CA Paris, 1re ch. sect. concurrence, 31 mai 1996, n° 95-16962

PARIS

Arrêt

PARTIES

Demandeur :

Bonicoli TP (SA), Redland Route Sud (SA), Ministre de l'Economie et des Finances

Défendeur :

Manie Bat (SARL)

COMPOSITION DE LA JURIDICTION

Président :

M. Feuillard

Conseillers :

Mme Mandel, M. Weill

Avocats :

Me Voillemot, Me Matignon

Cons. conc., du 6 juin 1995

6 juin 1995

Vu les mémoires, pièces et documents déposés au greffe à l’appui des recours ;

Saisi par le ministre de l’économie de pratiques anticoncurrentielles relevées lors du marché d’aménagement du site de l’abbaye de Saint-Roman à Beaucaire, le Conseil de la concurrence (section I), par décision n° 95-D-41 du 6 juin 1995, a infligé les sanctions pécuniaires suivantes aux sociétés ci-après désignées :

250 000 francs à Redland Route Sud SA;

200000 francs à Bonicoli TP SA;

18000 francs à Courene SARL;

17 000 francs à Ferri Frères SARL

Outre ces quatre sociétés, étant précisé que Redland Route Sud venait aux droits de la société Caltrans TP qui était sa filiale à 100 % et qu’elle a absorbée début 1993, avec effet rétroactif au 1er janvier 1992, était concernée par le dossier la société Manie Bat SARL La Société Bonicoli TP est également filiale à 100% de Redland Route Sud. M. Callet était directeur général de Caltrans TP et de Bonicoli TP et directeur de Redland Route Sud.

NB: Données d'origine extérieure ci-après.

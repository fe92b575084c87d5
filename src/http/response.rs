//! Response type produced by the relay handlers.

use crate::http::Payload;
use bytes::Bytes;
use std::collections::HashMap;

/// HTTP status code.
#[derive(Debug, Clone, Copy, PartialEq, Eq)]
pub struct StatusCode(pub u16);

impl StatusCode {
    pub const OK: StatusCode = StatusCode(200);
    pub const BAD_REQUEST: StatusCode = StatusCode(400);
    pub const NOT_FOUND: StatusCode = StatusCode(404);
    pub const INTERNAL_SERVER_ERROR: StatusCode = StatusCode(500);

    /// Check if the status code indicates success (2xx).
    pub fn is_success(&self) -> bool {
        (200..300).contains(&self.0)
    }

    /// Check if the status code indicates a client error (4xx).
    pub fn is_client_error(&self) -> bool {
        (400..500).contains(&self.0)
    }

    /// Check if the status code indicates a server error (5xx).
    pub fn is_server_error(&self) -> bool {
        (500..600).contains(&self.0)
    }
}

impl Default for StatusCode {
    fn default() -> Self {
        StatusCode::OK
    }
}

impl From<u16> for StatusCode {
    fn from(code: u16) -> Self {
        StatusCode(code)
    }
}

impl From<StatusCode> for u16 {
    fn from(code: StatusCode) -> Self {
        code.0
    }
}

/// Response returned to the relay's caller.
#[derive(Debug, Clone)]
pub struct RelayResponse {
    /// HTTP status code.
    pub status: StatusCode,
    /// HTTP headers.
    pub headers: HashMap<String, String>,
    /// Response body.
    pub body: Bytes,
}

impl RelayResponse {
    /// Create an empty response with the given status code.
    pub fn new(status: impl Into<StatusCode>) -> Self {
        Self {
            status: status.into(),
            headers: HashMap::new(),
            body: Bytes::new(),
        }
    }

    /// Pass a JSON payload through as a 200 response.
    pub fn json(payload: Payload) -> Self {
        Self::new(StatusCode::OK)
            .header("Content-Type", "application/json")
            .body(payload.into_bytes())
    }

    /// Create a text response.
    pub fn text(status: impl Into<StatusCode>, content: impl Into<String>) -> Self {
        Self::new(status)
            .header("Content-Type", "text/plain; charset=utf-8")
            .body(content.into())
    }

    /// Create a `{"error": message}` response.
    pub fn error(status: impl Into<StatusCode>, message: &str) -> Self {
        let body = serde_json::json!({ "error": message }).to_string();
        Self::new(status)
            .header("Content-Type", "application/json")
            .body(body)
    }

    /// Add a header to the response.
    pub fn header(mut self, key: impl Into<String>, value: impl Into<String>) -> Self {
        self.headers.insert(key.into(), value.into());
        self
    }

    /// Set the response body.
    pub fn body(mut self, body: impl Into<Bytes>) -> Self {
        self.body = body.into();
        self
    }

    /// Get the body as text.
    pub fn text_body(&self) -> String {
        String::from_utf8_lossy(&self.body).to_string()
    }
}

L’affaire concerne l’appel d’offres pour l’aménagement du sentier des Moines du site de l’abbaye de Saint-Roman à Beaucaire, marché comprenant quatre lots et les travaux étant attribués à des entreprises séparées. L’appel d’offres a été déclaré infructueux ; une procédure de négociation a été menée pour le lot n°1, attribué en définitive à Bonicoli TP, et un second appel d’offres lancé pour les lots n°2 à n°4, ce dernier étant attribué à Courene.

Le Conseil a relevé des pratiques anticoncurrentielles en les quatre sociétés sanctionnées en ce qui concerne le lot n°1 mais a estimé qu’il n’était pas établi qu’il y ait eu concertation entre Manie Bat, Ferri Frères et Bonicoli TP pour le lot n°4.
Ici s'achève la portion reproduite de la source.